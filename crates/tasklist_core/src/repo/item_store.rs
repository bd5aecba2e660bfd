//! Item collection persistence contracts and implementations.
//!
//! # Responsibility
//! - Persist the whole ordered collection as one named storage entry.
//! - Decode stored entries back into validated items.
//!
//! # Invariants
//! - `save` is a whole-collection overwrite; there is no incremental write.
//! - `load` never fails: missing or corrupt entries read as an empty list.
//! - A stored collection with blank text or duplicate ids counts as corrupt.

use crate::db::{DbError, DbResult};
use crate::model::item::{Item, ItemValidationError};
use log::{info, warn};
use rusqlite::{params, Connection, OptionalExtension};
use std::collections::HashSet;
use std::error::Error;
use std::fmt::{Display, Formatter};

/// Default name of the storage entry holding the serialized list.
pub const DEFAULT_STORAGE_KEY: &str = "tasks";

pub type StoreResult<T> = Result<T, StoreError>;

/// Error for item collection reads and writes.
#[derive(Debug)]
pub enum StoreError {
    Db(DbError),
    Encode(serde_json::Error),
    /// Stored entry exists but does not describe a valid collection.
    Corrupt(String),
    /// Backend refused the write.
    Unavailable(String),
}

impl Display for StoreError {
    fn fmt(&self, f: &mut Formatter<'_>) -> std::fmt::Result {
        match self {
            Self::Db(err) => write!(f, "{err}"),
            Self::Encode(err) => write!(f, "item collection encoding failed: {err}"),
            Self::Corrupt(message) => write!(f, "invalid persisted item data: {message}"),
            Self::Unavailable(message) => write!(f, "item store unavailable: {message}"),
        }
    }
}

impl Error for StoreError {
    fn source(&self) -> Option<&(dyn Error + 'static)> {
        match self {
            Self::Db(err) => Some(err),
            Self::Encode(err) => Some(err),
            Self::Corrupt(_) | Self::Unavailable(_) => None,
        }
    }
}

impl From<DbError> for StoreError {
    fn from(value: DbError) -> Self {
        Self::Db(value)
    }
}

impl From<rusqlite::Error> for StoreError {
    fn from(value: rusqlite::Error) -> Self {
        Self::Db(DbError::Sqlite(value))
    }
}

impl From<ItemValidationError> for StoreError {
    fn from(value: ItemValidationError) -> Self {
        Self::Corrupt(value.to_string())
    }
}

/// Durable home for the ordered item collection.
pub trait ItemStore {
    /// Reads the stored collection, or an empty one when unavailable.
    fn load(&self) -> Vec<Item>;

    /// Overwrites the stored collection with `items`, preserving order.
    fn save(&mut self, items: &[Item]) -> StoreResult<()>;
}

/// Serializes a collection into its stored JSON array form.
pub fn encode_items(items: &[Item]) -> StoreResult<String> {
    serde_json::to_string(items).map_err(StoreError::Encode)
}

/// Parses and validates a stored JSON array.
///
/// # Errors
/// - [`StoreError::Corrupt`] for malformed JSON, blank text or duplicate ids.
pub fn decode_items(raw: &str) -> StoreResult<Vec<Item>> {
    let items: Vec<Item> =
        serde_json::from_str(raw).map_err(|err| StoreError::Corrupt(err.to_string()))?;

    let mut seen = HashSet::with_capacity(items.len());
    for item in &items {
        item.validate()?;
        if !seen.insert(item.id) {
            return Err(StoreError::Corrupt(format!("duplicate item id {}", item.id)));
        }
    }
    Ok(items)
}

fn load_or_empty(backend: &'static str, entry: StoreResult<Option<String>>) -> Vec<Item> {
    let raw = match entry {
        Ok(Some(raw)) => raw,
        Ok(None) => {
            info!("event=store_load module=repo status=empty backend={backend}");
            return Vec::new();
        }
        Err(err) => {
            warn!(
                "event=store_load module=repo status=fallback backend={backend} error_code=store_read_failed error={err}"
            );
            return Vec::new();
        }
    };

    match decode_items(&raw) {
        Ok(items) => {
            info!(
                "event=store_load module=repo status=ok backend={backend} count={}",
                items.len()
            );
            items
        }
        Err(err) => {
            warn!(
                "event=store_load module=repo status=fallback backend={backend} error_code=store_corrupt error={err}"
            );
            Vec::new()
        }
    }
}

/// SQLite-backed store keeping the collection in `local_store`.
pub struct SqliteItemStore {
    conn: Connection,
    key: String,
}

impl SqliteItemStore {
    /// Wraps a connection from [`crate::db::open_db`] using [`DEFAULT_STORAGE_KEY`].
    pub fn new(conn: Connection) -> Self {
        Self::with_key(conn, DEFAULT_STORAGE_KEY)
    }

    pub fn with_key(conn: Connection, key: impl Into<String>) -> Self {
        Self {
            conn,
            key: key.into(),
        }
    }

    pub fn key(&self) -> &str {
        &self.key
    }

    /// Borrows the underlying connection, mainly for diagnostics.
    pub fn connection(&self) -> &Connection {
        &self.conn
    }

    fn read_entry(&self) -> DbResult<Option<String>> {
        let value = self
            .conn
            .query_row(
                "SELECT value FROM local_store WHERE key = ?1;",
                [self.key.as_str()],
                |row| row.get::<_, String>(0),
            )
            .optional()?;
        Ok(value)
    }
}

impl ItemStore for SqliteItemStore {
    fn load(&self) -> Vec<Item> {
        load_or_empty("sqlite", self.read_entry().map_err(StoreError::from))
    }

    fn save(&mut self, items: &[Item]) -> StoreResult<()> {
        let encoded = encode_items(items)?;
        let tx = self.conn.transaction()?;
        tx.execute(
            "INSERT INTO local_store (key, value, updated_at)
             VALUES (?1, ?2, (strftime('%s', 'now') * 1000))
             ON CONFLICT(key) DO UPDATE SET
                value = excluded.value,
                updated_at = excluded.updated_at;",
            params![self.key.as_str(), encoded],
        )?;
        tx.commit()?;
        Ok(())
    }
}

/// Process-local store holding the serialized entry in memory.
///
/// Keeps the same encode/decode path as the SQLite store.
#[derive(Debug, Default)]
pub struct MemoryItemStore {
    entry: Option<String>,
    fail_writes: bool,
}

impl MemoryItemStore {
    pub fn new() -> Self {
        Self::default()
    }

    /// Starts from a raw stored entry, valid or not.
    pub fn with_entry(raw: impl Into<String>) -> Self {
        Self {
            entry: Some(raw.into()),
            fail_writes: false,
        }
    }

    pub fn raw_entry(&self) -> Option<&str> {
        self.entry.as_deref()
    }

    /// Makes subsequent writes fail, e.g. to emulate a full disk.
    pub fn set_fail_writes(&mut self, fail: bool) {
        self.fail_writes = fail;
    }
}

impl ItemStore for MemoryItemStore {
    fn load(&self) -> Vec<Item> {
        load_or_empty("memory", Ok(self.entry.clone()))
    }

    fn save(&mut self, items: &[Item]) -> StoreResult<()> {
        if self.fail_writes {
            return Err(StoreError::Unavailable("writes disabled".to_string()));
        }
        self.entry = Some(encode_items(items)?);
        Ok(())
    }
}

#[cfg(test)]
mod tests {
    use super::{decode_items, ItemStore, MemoryItemStore, StoreError};
    use crate::model::item::Item;

    #[test]
    fn decode_rejects_duplicate_ids() {
        let raw = r#"[{"id":1,"text":"a","completed":false},{"id":1,"text":"b","completed":true}]"#;
        let err = decode_items(raw).unwrap_err();
        assert!(matches!(err, StoreError::Corrupt(message) if message.contains("duplicate")));
    }

    #[test]
    fn decode_rejects_blank_text() {
        let raw = r#"[{"id":1,"text":"   ","completed":false}]"#;
        assert!(matches!(decode_items(raw), Err(StoreError::Corrupt(_))));
    }

    #[test]
    fn memory_store_reads_back_saved_entry() {
        let mut store = MemoryItemStore::new();
        let items = vec![Item::new(1, "a", None).unwrap()];
        store.save(&items).unwrap();
        assert_eq!(store.load(), items);
    }

    #[test]
    fn memory_store_falls_back_to_empty_on_garbage() {
        let store = MemoryItemStore::with_entry("{not json");
        assert!(store.load().is_empty());
    }

    #[test]
    fn failing_writes_keep_previous_entry() {
        let mut store = MemoryItemStore::new();
        store.save(&[Item::new(1, "a", None).unwrap()]).unwrap();
        let before = store.raw_entry().map(str::to_string);

        store.set_fail_writes(true);
        assert!(store.save(&[]).is_err());
        assert_eq!(store.raw_entry().map(str::to_string), before);
    }
}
----------
Directions -> Quote the listing above from its first line to the line with "fn from(value: rusqlite::Error)", inclusive, and add nothing.

Response to the task ->
filename crates/tasklist_core/src/repo/item_store.rs
repository bd5aecba2e660bfd
//! Item collection persistence contracts and implementations.
//!
//! # Responsibility
//! - Persist the whole ordered collection as one named storage entry.
//! - Decode stored entries back into validated items.
//!
//! # Invariants
//! - `save` is a whole-collection overwrite; there is no incremental write.
//! - `load` never fails: missing or corrupt entries read as an empty list.
//! - A stored collection with blank text or duplicate ids counts as corrupt.

use crate::db::{DbError, DbResult};
use crate::model::item::{Item, ItemValidationError};
use log::{info, warn};
use rusqlite::{params, Connection, OptionalExtension};
use std::collections::HashSet;
use std::error::Error;
use std::fmt::{Display, Formatter};

/// Default name of the storage entry holding the serialized list.
pub const DEFAULT_STORAGE_KEY: &str = "tasks";

pub type StoreResult<T> = Result<T, StoreError>;

/// Error for item collection reads and writes.
#[derive(Debug)]
pub enum StoreError {
    Db(DbError),
    Encode(serde_json::Error),
    /// Stored entry exists but does not describe a valid collection.
    Corrupt(String),
    /// Backend refused the write.
    Unavailable(String),
}

impl Display for StoreError {
    fn fmt(&self, f: &mut Formatter<'_>) -> std::fmt::Result {
        match self {
            Self::Db(err) => write!(f, "{err}"),
            Self::Encode(err) => write!(f, "item collection encoding failed: {err}"),
            Self::Corrupt(message) => write!(f, "invalid persisted item data: {message}"),
            Self::Unavailable(message) => write!(f, "item store unavailable: {message}"),
        }
    }
}

impl Error for StoreError {
    fn source(&self) -> Option<&(dyn Error + 'static)> {
        match self {
            Self::Db(err) => Some(err),
            Self::Encode(err) => Some(err),
            Self::Corrupt(_) | Self::Unavailable(_) => None,
        }
    }
}

impl From<DbError> for StoreError {
    fn from(value: DbError) -> Self {
        Self::Db(value)
    }
}

impl From<rusqlite::Error> for StoreError {
    fn from(value: rusqlite::Error) -> Self {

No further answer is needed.